AVAILABLE DATA Block Start

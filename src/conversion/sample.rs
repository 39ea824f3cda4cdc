//! Single-color samples taken from converted frames.

use super::PixelBuffer;
use crate::capture::FrameError;
use serde::{Deserialize, Serialize};

/// One packed `0xAARRGGBB` color sampled from a frame.
#[derive(Debug, Clone, Copy, PartialEq, Eq, Hash, Serialize, Deserialize)]
#[serde(transparent)]
pub struct Sample(u32);

impl Sample {
    /// Wraps a packed `0xAARRGGBB` color.
    pub fn from_argb(argb: u32) -> Self {
        Self(argb)
    }

    /// Returns the packed color including alpha.
    #[inline]
    pub fn argb(self) -> u32 {
        self.0
    }

    /// Returns the color with the alpha byte cleared.
    #[inline]
    pub fn rgb(self) -> u32 {
        self.0 & 0x00FF_FFFF
    }

    /// Red channel.
    #[inline]
    pub fn red(self) -> u8 {
        (self.0 >> 16) as u8
    }

    /// Green channel.
    #[inline]
    pub fn green(self) -> u8 {
        (self.0 >> 8) as u8
    }

    /// Blue channel.
    #[inline]
    pub fn blue(self) -> u8 {
        self.0 as u8
    }

    /// Renders the color as six lowercase hex digits, no alpha.
    pub fn to_hex(self) -> String {
        format!("{:06x}", self.rgb())
    }
}

impl std::fmt::Display for Sample {
    fn fmt(&self, f: &mut std::fmt::Formatter<'_>) -> std::fmt::Result {
        write!(f, "#{:06x}", self.rgb())
    }
}

/// Returns the pixel at row `height / 2`, column `width / 2`.
///
/// For even sizes this is the pixel just after the true center.
pub fn center_sample(buffer: &PixelBuffer) -> Result<Sample, FrameError> {
    let (width, height) = (buffer.width(), buffer.height());
    buffer
        .get(width / 2, height / 2)
        .map(Sample::from_argb)
        .ok_or(FrameError::Empty { width, height })
}

#[cfg(test)]
mod tests {
    use super::*;

    #[test]
    fn test_center_of_4x4() {
        let mut pixels = vec![0xFF00_0000u32; 16];
        pixels[10] = 0xFF12_3456;
        let buffer = PixelBuffer::from_pixels(pixels, 4, 4).unwrap();

        let sample = center_sample(&buffer).unwrap();
        assert_eq!(sample.argb(), 0xFF12_3456);
    }

    #[test]
    fn test_center_of_odd_and_wide_buffers() {
        let buffer = PixelBuffer::from_pixels((0..15).collect(), 5, 3).unwrap();
        assert_eq!(center_sample(&buffer).unwrap().argb(), 7);

        let buffer = PixelBuffer::from_pixels((0..8).collect(), 8, 1).unwrap();
        assert_eq!(center_sample(&buffer).unwrap().argb(), 4);
    }

    #[test]
    fn test_empty_buffer_has_no_center() {
        let buffer = PixelBuffer::from_pixels(Vec::new(), 0, 4).unwrap();
        assert_eq!(
            center_sample(&buffer),
            Err(FrameError::Empty {
                width: 0,
                height: 4
            })
        );
    }

    #[test]
    fn test_hex_drops_alpha() {
        let sample = Sample::from_argb(0xFF0A_0B0C);
        assert_eq!(sample.to_hex(), "0a0b0c");
        assert_eq!(sample.to_string(), "#0a0b0c");
        assert_eq!((sample.red(), sample.green(), sample.blue()), (10, 11, 12));
    }
}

AVAILABLE DATA Block End

▶ _EXERCISE PROMPT_: Beginning with the first line above, transcribe all of the data exactly.

▶ _EXERCISE RESULT_:
filename src/conversion/sample.rs
repository 39ea824f3cda4cdc
//! Single-color samples taken from converted frames.

use super::PixelBuffer;
use crate::capture::FrameError;
use serde::{Deserialize, Serialize};

/// One packed `0xAARRGGBB` color sampled from a frame.
#[derive(Debug, Clone, Copy, PartialEq, Eq, Hash, Serialize, Deserialize)]
#[serde(transparent)]
pub struct Sample(u32);

impl Sample {
    /// Wraps a packed `0xAARRGGBB` color.
    pub fn from_argb(argb: u32) -> Self {
        Self(argb)
    }

    /// Returns the packed color including alpha.
    #[inline]
    pub fn argb(self) -> u32 {
        self.0
    }

    /// Returns the color with the alpha byte cleared.
    #[inline]
    pub fn rgb(self) -> u32 {
        self.0 & 0x00FF_FFFF
    }

    /// Red channel.
    #[inline]
    pub fn red(self) -> u8 {
        (self.0 >> 16) as u8
    }

    /// Green channel.
    #[inline]
    pub fn green(self) -> u8 {
        (self.0 >> 8) as u8
    }

    /// Blue channel.
    #[inline]
    pub fn blue(self) -> u8 {
        self.0 as u8
    }

    /// Renders the color as six lowercase hex digits, no alpha.
    pub fn to_hex(self) -> String {
        format!("{:06x}", self.rgb())
    }
}

impl std::fmt::Display for Sample {
    fn fmt(&self, f: &mut std::fmt::Formatter<'_>) -> std::fmt::Result {
        write!(f, "#{:06x}", self.rgb())
    }
}

/// Returns the pixel at row `height / 2`, column `width / 2`.
///
/// For even sizes this is the pixel just after the true center.
pub fn center_sample(buffer: &PixelBuffer) -> Result<Sample, FrameError> {
    let (width, height) = (buffer.width(), buffer.height());
    buffer
        .get(width / 2, height / 2)
        .map(Sample::from_argb)
        .ok_or(FrameError::Empty { width, height })
}

#[cfg(test)]
mod tests {
    use super::*;

    #[test]
    fn test_center_of_4x4() {
        let mut pixels = vec![0xFF00_0000u32; 16];
        pixels[10] = 0xFF12_3456;
        let buffer = PixelBuffer::from_pixels(pixels, 4, 4).unwrap();

        let sample = center_sample(&buffer).unwrap();
        assert_eq!(sample.argb(), 0xFF12_3456);
    }

    #[test]
    fn test_center_of_odd_and_wide_buffers() {
        let buffer = PixelBuffer::from_pixels((0..15).collect(), 5, 3).unwrap();
        assert_eq!(center_sample(&buffer).unwrap().argb(), 7);

        let buffer = PixelBuffer::from_pixels((0..8).collect(), 8, 1).unwrap();
        assert_eq!(center_sample(&buffer).unwrap().argb(), 4);
    }

    #[test]
    fn test_empty_buffer_has_no_center() {
        let buffer = PixelBuffer::from_pixels(Vec::new(), 0, 4).unwrap();
        assert_eq!(
            center_sample(&buffer),
            Err(FrameError::Empty {
                width: 0,
                height: 4
            })
        );
    }

    #[test]
    fn test_hex_drops_alpha() {
        let sample = Sample::from_argb(0xFF0A_0B0C);
        assert_eq!(sample.to_hex(), "0a0b0c");
        assert_eq!(sample.to_string(), "#0a0b0c");
        assert_eq!((sample.red(), sample.green(), sample.blue()), (10, 11, 12));
    }
}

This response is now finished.